Copy the entries that follow, exactly and completely.

++++++++++++++++++++

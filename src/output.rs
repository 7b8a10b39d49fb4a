use crate::models::{BlockKind, CodeAnalysis, GradeReport, ParsedDocument};
use clap::ValueEnum;
use serde::{Deserialize, Serialize};
use std::fmt;

/// Output format options
#[derive(Debug, Clone, Copy, ValueEnum, Serialize, Deserialize)]
pub enum OutputFormat {
    Plain,
    Json,
}

/// Human-readable rendering used by [`OutputFormat::Plain`]
pub trait PlainText {
    fn write_plain(&self, out: &mut fmt::Formatter<'_>) -> fmt::Result;

    fn plain_text(&self) -> String
    where
        Self: Sized,
    {
        Plain(self).to_string()
    }
}

struct Plain<'a, T>(&'a T);

impl<T: PlainText> fmt::Display for Plain<'_, T> {
    fn fmt(&self, f: &mut fmt::Formatter<'_>) -> fmt::Result {
        self.0.write_plain(f)
    }
}

/// Render a result in the given format
pub fn render<T: PlainText + Serialize>(value: &T, format: OutputFormat) -> serde_json::Result<String> {
    match format {
        OutputFormat::Plain => Ok(value.plain_text()),
        OutputFormat::Json => serde_json::to_string_pretty(value),
    }
}

/// Print a result to stdout in the given format
pub fn print_results<T: PlainText + Serialize>(value: &T, format: OutputFormat) {
    match render(value, format) {
        Ok(text) => println!("{}", text),
        Err(e) => eprintln!("Error serializing results to JSON: {}", e),
    }
}

impl PlainText for GradeReport {
    fn write_plain(&self, out: &mut fmt::Formatter<'_>) -> fmt::Result {
        let evaluation = &self.evaluation;

        writeln!(out, "=== Grade Report ===")?;
        if let Some(source) = &self.source {
            writeln!(out, "Source: {}", source.display())?;
        }
        writeln!(out)?;

        match evaluation.score {
            Some(score) => writeln!(out, "Score: {:.1} / 100", score)?,
            None => writeln!(out, "Score: n/a")?,
        }

        if !evaluation.dimension_scores.is_empty() {
            writeln!(out, "{:<15} {:<8}", "Dimension", "Score")?;
            writeln!(out, "{}", "-".repeat(24))?;
            for (dimension, score) in &evaluation.dimension_scores {
                writeln!(out, "{:<15} {:<8.1}", dimension, score)?;
            }
        }

        write!(out, "\nComments: {}", evaluation.comments)?;
        if !evaluation.suggestions.is_empty() {
            write!(out, "\nSuggestions: {}", evaluation.suggestions)?;
        }
        Ok(())
    }
}

impl PlainText for ParsedDocument {
    fn write_plain(&self, out: &mut fmt::Formatter<'_>) -> fmt::Result {
        if self.blocks.is_empty() {
            return out.write_str(&self.content);
        }

        for (i, block) in self.blocks.iter().enumerate() {
            if i > 0 {
                out.write_str("\n\n")?;
            }
            write!(out, "[{}] ", block.position)?;
            match &block.kind {
                BlockKind::Heading { level } => write!(out, "heading {}", level)?,
                BlockKind::Paragraph => out.write_str("paragraph")?,
                BlockKind::Code { language: Some(language) } => write!(out, "code {}", language)?,
                BlockKind::Code { language: None } => out.write_str("code")?,
                BlockKind::Table => out.write_str("table")?,
                BlockKind::Formula => out.write_str("formula")?,
            }
            write!(out, "\n{}", block.text)?;
        }
        Ok(())
    }
}

impl PlainText for CodeAnalysis {
    fn write_plain(&self, out: &mut fmt::Formatter<'_>) -> fmt::Result {
        write!(
            out,
            "Quality: {}\nIssues: {}\nSuggestions: {}",
            self.quality, self.issues, self.suggestions
        )
    }
}

impl PlainText for String {
    fn write_plain(&self, out: &mut fmt::Formatter<'_>) -> fmt::Result {
        out.write_str(self)
    }
}
use crate::error::{GraderError, Result};
use std::path::{Path, PathBuf};
use tokio::process::Command;
use tracing::debug;

const NAME: &str = "mineru";

/// Converts documents with MinerU (`magic-pdf`), which writes markdown files
/// into an output directory
#[derive(Debug, Clone)]
pub struct MineruConverter {
    command: String,
}

impl MineruConverter {
    pub fn new(command: impl Into<String>) -> Self {
        Self {
            command: command.into(),
        }
    }

    pub async fn convert(&self, path: &Path) -> Result<String> {
        let output_dir = tempfile::tempdir()
            .map_err(|e| GraderError::conversion(NAME, format!("cannot create output directory: {e}")))?;

        debug!(
            command = %self.command,
            path = %path.display(),
            output_dir = %output_dir.path().display(),
            "running MinerU"
        );

        let output = Command::new(&self.command)
            .arg("-p")
            .arg(path)
            .arg("-o")
            .arg(output_dir.path())
            .arg("-m")
            .arg("auto")
            .output()
            .await
            .map_err(|e| GraderError::conversion(NAME, format!("cannot run {}: {e}", self.command)))?;

        if !output.status.success() {
            let stderr = String::from_utf8_lossy(&output.stderr);
            return Err(GraderError::conversion(
                NAME,
                format!("{} exited with {}: {}", self.command, output.status, stderr.trim()),
            ));
        }

        let stem = path.file_stem().and_then(|s| s.to_str()).unwrap_or_default();
        let markdown = find_markdown(output_dir.path(), stem)
            .map_err(|e| GraderError::conversion(NAME, format!("cannot scan output: {e}")))?
            .ok_or_else(|| GraderError::conversion(NAME, "no markdown file was produced"))?;

        tokio::fs::read_to_string(&markdown).await.map_err(|e| {
            GraderError::conversion(NAME, format!("cannot read {}: {e}", markdown.display()))
        })
    }
}

/// Markdown file under `dir` named after `stem`, else the first one in path order
fn find_markdown(dir: &Path, stem: &str) -> std::io::Result<Option<PathBuf>> {
    let mut found = Vec::new();
    collect_markdown(dir, &mut found)?;
    found.sort();

    let preferred = found
        .iter()
        .position(|p| p.file_stem().and_then(|s| s.to_str()) == Some(stem));

    Ok(match preferred {
        Some(index) => Some(found.swap_remove(index)),
        None => found.into_iter().next(),
    })
}

fn collect_markdown(dir: &Path, found: &mut Vec<PathBuf>) -> std::io::Result<()> {
    for entry in std::fs::read_dir(dir)? {
        let path = entry?.path();
        if path.is_dir() {
            collect_markdown(&path, found)?;
        } else if path.extension().is_some_and(|ext| ext == "md") {
            found.push(path);
        }
    }
    Ok(())
}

++++++++++++++++++++

** Response to this exercise **
filename src/output.rs
repository 7b8a10b39d49fb4a
use crate::models::{BlockKind, CodeAnalysis, GradeReport, ParsedDocument};
use clap::ValueEnum;
use serde::{Deserialize, Serialize};
use std::fmt;

/// Output format options
#[derive(Debug, Clone, Copy, ValueEnum, Serialize, Deserialize)]
pub enum OutputFormat {
    Plain,
    Json,
}

/// Human-readable rendering used by [`OutputFormat::Plain`]
pub trait PlainText {
    fn write_plain(&self, out: &mut fmt::Formatter<'_>) -> fmt::Result;

    fn plain_text(&self) -> String
    where
        Self: Sized,
    {
        Plain(self).to_string()
    }
}

struct Plain<'a, T>(&'a T);

impl<T: PlainText> fmt::Display for Plain<'_, T> {
    fn fmt(&self, f: &mut fmt::Formatter<'_>) -> fmt::Result {
        self.0.write_plain(f)
    }
}

/// Render a result in the given format
pub fn render<T: PlainText + Serialize>(value: &T, format: OutputFormat) -> serde_json::Result<String> {
    match format {
        OutputFormat::Plain => Ok(value.plain_text()),
        OutputFormat::Json => serde_json::to_string_pretty(value),
    }
}

/// Print a result to stdout in the given format
pub fn print_results<T: PlainText + Serialize>(value: &T, format: OutputFormat) {
    match render(value, format) {
        Ok(text) => println!("{}", text),
        Err(e) => eprintln!("Error serializing results to JSON: {}", e),
    }
}

impl PlainText for GradeReport {
    fn write_plain(&self, out: &mut fmt::Formatter<'_>) -> fmt::Result {
        let evaluation = &self.evaluation;

        writeln!(out, "=== Grade Report ===")?;
        if let Some(source) = &self.source {
            writeln!(out, "Source: {}", source.display())?;
        }
        writeln!(out)?;

        match evaluation.score {
            Some(score) => writeln!(out, "Score: {:.1} / 100", score)?,
            None => writeln!(out, "Score: n/a")?,
        }

        if !evaluation.dimension_scores.is_empty() {
            writeln!(out, "{:<15} {:<8}", "Dimension", "Score")?;
            writeln!(out, "{}", "-".repeat(24))?;
            for (dimension, score) in &evaluation.dimension_scores {
                writeln!(out, "{:<15} {:<8.1}", dimension, score)?;
            }
        }

        write!(out, "\nComments: {}", evaluation.comments)?;
        if !evaluation.suggestions.is_empty() {
            write!(out, "\nSuggestions: {}", evaluation.suggestions)?;
        }
        Ok(())
    }
}

impl PlainText for ParsedDocument {
    fn write_plain(&self, out: &mut fmt::Formatter<'_>) -> fmt::Result {
        if self.blocks.is_empty() {
            return out.write_str(&self.content);
        }

        for (i, block) in self.blocks.iter().enumerate() {
            if i > 0 {
                out.write_str("\n\n")?;
            }
            write!(out, "[{}] ", block.position)?;
            match &block.kind {
                BlockKind::Heading { level } => write!(out, "heading {}", level)?,
                BlockKind::Paragraph => out.write_str("paragraph")?,
                BlockKind::Code { language: Some(language) } => write!(out, "code {}", language)?,
                BlockKind::Code { language: None } => out.write_str("code")?,
                BlockKind::Table => out.write_str("table")?,
                BlockKind::Formula => out.write_str("formula")?,
            }
            write!(out, "\n{}", block.text)?;
        }
        Ok(())
    }
}

impl PlainText for CodeAnalysis {
    fn write_plain(&self, out: &mut fmt::Formatter<'_>) -> fmt::Result {
        write!(
            out,
            "Quality: {}\nIssues: {}\nSuggestions: {}",
            self.quality, self.issues, self.suggestions
        )
    }
}

impl PlainText for String {
    fn write_plain(&self, out: &mut fmt::Formatter<'_>) -> fmt::Result {
        out.write_str(self)
    }
}
use crate::error::{GraderError, Result};
use std::path::{Path, PathBuf};
use tokio::process::Command;
use tracing::debug;

const NAME: &str = "mineru";

/// Converts documents with MinerU (`magic-pdf`), which writes markdown files
/// into an output directory
#[derive(Debug, Clone)]
pub struct MineruConverter {
    command: String,
}

impl MineruConverter {
    pub fn new(command: impl Into<String>) -> Self {
        Self {
            command: command.into(),
        }
    }

    pub async fn convert(&self, path: &Path) -> Result<String> {
        let output_dir = tempfile::tempdir()
            .map_err(|e| GraderError::conversion(NAME, format!("cannot create output directory: {e}")))?;

        debug!(
            command = %self.command,
            path = %path.display(),
            output_dir = %output_dir.path().display(),
            "running MinerU"
        );

        let output = Command::new(&self.command)
            .arg("-p")
            .arg(path)
            .arg("-o")
            .arg(output_dir.path())
            .arg("-m")
            .arg("auto")
            .output()
            .await
            .map_err(|e| GraderError::conversion(NAME, format!("cannot run {}: {e}", self.command)))?;

        if !output.status.success() {
            let stderr = String::from_utf8_lossy(&output.stderr);
            return Err(GraderError::conversion(
                NAME,
                format!("{} exited with {}: {}", self.command, output.status, stderr.trim()),
            ));
        }

        let stem = path.file_stem().and_then(|s| s.to_str()).unwrap_or_default();
        let markdown = find_markdown(output_dir.path(), stem)
            .map_err(|e| GraderError::conversion(NAME, format!("cannot scan output: {e}")))?
            .ok_or_else(|| GraderError::conversion(NAME, "no markdown file was produced"))?;

        tokio::fs::read_to_string(&markdown).await.map_err(|e| {
            GraderError::conversion(NAME, format!("cannot read {}: {e}", markdown.display()))
        })
    }
}

/// Markdown file under `dir` named after `stem`, else the first one in path order
fn find_markdown(dir: &Path, stem: &str) -> std::io::Result<Option<PathBuf>> {
    let mut found = Vec::new();
    collect_markdown(dir, &mut found)?;
    found.sort();

    let preferred = found
        .iter()
        .position(|p| p.file_stem().and_then(|s| s.to_str()) == Some(stem));

    Ok(match preferred {
        Some(index) => Some(found.swap_remove(index)),
        None => found.into_iter().next(),
    })
}

fn collect_markdown(dir: &Path, found: &mut Vec<PathBuf>) -> std::io::Result<()> {
    for entry in std::fs::read_dir(dir)? {
        let path = entry?.path();
        if path.is_dir() {
            collect_markdown(&path, found)?;
        } else if path.extension().is_some_and(|ext| ext == "md") {
            found.push(path);
        }
    }
    Ok(())
}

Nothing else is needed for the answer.